Des chercheurs italiens annoncent en effet que les taux de mortalité par cancer vont continuer de baisser dans l’UE en 2018, exception faite des pathologies oncologiques comme le cancer du poumon et celui du pancréas chez les femmes. Les scientifiques milanais ont indiqué par là même occasion que le cancer colorectal est particulièrement concerné par cette baisse.

Hela Kochbati

Des maladies cancéreuses ressemblent aujourd’hui à des maladies chroniques grâce aux avancées thérapeutiques.

Dans leur étude médicale publiée dans le journal « Annals of Oncology », les scientifiques italiens prédisent dans que « pour la plupart des cancers les taux de mortalité dans l’Union européenne (UE) continueront à baisser cette année par rapport à l’année 2012 ». Toutefois les chercheurs ont révélé que pour les cancers du pancréas et du poumon, ces taux vont continuer à augmenter chez les femmes.

Pour les chercheurs italiens de l’Université de Milan, le grand succès réside dans le déclin du cancer colorectal.
Ce cancer colorectal évolue dans sa prise en charge grâce à de nouvelles pistes thérapeutiques et peut être traité même à des stades avancés.
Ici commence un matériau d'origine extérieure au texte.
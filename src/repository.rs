//! # Hosting Service Access
//!
//! The checkout resolver talks to the hosting service through the
//! `GitOperations` trait rather than calling `git` directly. This keeps the
//! resolution and materialization logic testable: the main application uses
//! `DefaultGitOperations`, which wraps the system `git` command, while tests
//! inject mock implementations that simulate missing commits, unreachable
//! remotes or partial failures without touching the network.

use std::path::Path;

use crate::error::Result;
use crate::git::RemoteHead;

/// Trait for git operations - allows mocking in tests
pub trait GitOperations {
    /// Returns the default branch of the remote and its head commit.
    fn default_branch_head(&self, url: &str) -> Result<RemoteHead>;

    /// Materializes the tree of `sha` into `target_dir`, without history.
    ///
    /// `target_dir` does not exist when this is called.
    fn fetch_commit(&self, url: &str, sha: &str, target_dir: &Path) -> Result<()>;
}

/// The default implementation of `GitOperations`, which uses the system's
/// `git` command to perform real Git operations.
pub struct DefaultGitOperations;

impl GitOperations for DefaultGitOperations {
    fn default_branch_head(&self, url: &str) -> Result<RemoteHead> {
        crate::git::default_branch_head(url)
    }

    fn fetch_commit(&self, url: &str, sha: &str, target_dir: &Path) -> Result<()> {
        crate::git::fetch_commit(url, sha, target_dir)
    }
}
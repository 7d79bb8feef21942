//! Execution of mount and unmount command vectors.
//!
//! Mount handles never spawn processes themselves. They go through a
//! [`CommandRunner`], which lets callers substitute the execution strategy
//! (for tests or for environments with a different privilege model).

use std::io;
use std::process::Command;

/// Outcome of one finished command.
#[derive(Debug, Clone, Copy, PartialEq, Eq)]
pub struct CommandStatus {
    /// Exit code, or `None` if the process was terminated by a signal.
    pub code: Option<i32>,
}

impl CommandStatus {
    /// Status of a command that exited with `code`.
    #[must_use]
    pub const fn exited(code: i32) -> Self {
        Self { code: Some(code) }
    }

    /// Returns `true` if the command exited with code zero.
    #[must_use]
    pub const fn success(&self) -> bool {
        matches!(self.code, Some(0))
    }
}

/// Executes an argument vector and blocks until it exits.
pub trait CommandRunner: Send + Sync {
    /// Runs `command`, where `command[0]` is the program.
    ///
    /// # Errors
    ///
    /// Returns an error if the command cannot be started.
    fn run(&self, command: &[String]) -> io::Result<CommandStatus>;
}

/// Runs commands as child processes of the current process.
///
/// Standard streams are inherited so mount diagnostics reach the terminal.
#[derive(Debug, Clone, Copy, Default)]
pub struct SystemRunner;

impl CommandRunner for SystemRunner {
    fn run(&self, command: &[String]) -> io::Result<CommandStatus> {
        let (program, args) = command
            .split_first()
            .ok_or_else(|| io::Error::new(io::ErrorKind::InvalidInput, "empty command"))?;
        tracing::debug!(command = %command.join(" "), "executing");
        let status = Command::new(program).args(args).status()?;
        Ok(CommandStatus {
            code: status.code(),
        })
    }
}
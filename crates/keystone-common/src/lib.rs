//! # keystone-common
//!
//! Shared types, error definitions, configuration models, and constants
//! used across the Keystone workspace.
//!
//! This crate is the leaf of the dependency graph. It depends on no other
//! internal crate and provides the primitives the mount manager and the
//! CLI build upon.

#![cfg_attr(test, allow(clippy::expect_used, clippy::unwrap_used))]

pub mod config;
pub mod constants;
pub mod error;
pub mod types;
Le dépistage et le diagnostic précoces de ce cancer sont importants.
Selon eux, en 2018, les taux de mortalité liés à cette maladie seront cette année inférieurs de 7% par rapport à 2012 (soit -10,3% pour les hommes et -5% pour les femmes).
Le Pr Carlo La Vecchia, principal auteur dans ce travail scientifique, a attribué ces excellents résultats à l’efficacité du dépistage du cancer colorectal.

Il est à souligner en effet que, dépisté à temps, le cancer colorectal peut être guéri dans neuf cas sur dix et que le test de dépistage est recommandé tous les 2 ans aux personnes âgées de 50 à 74 ans.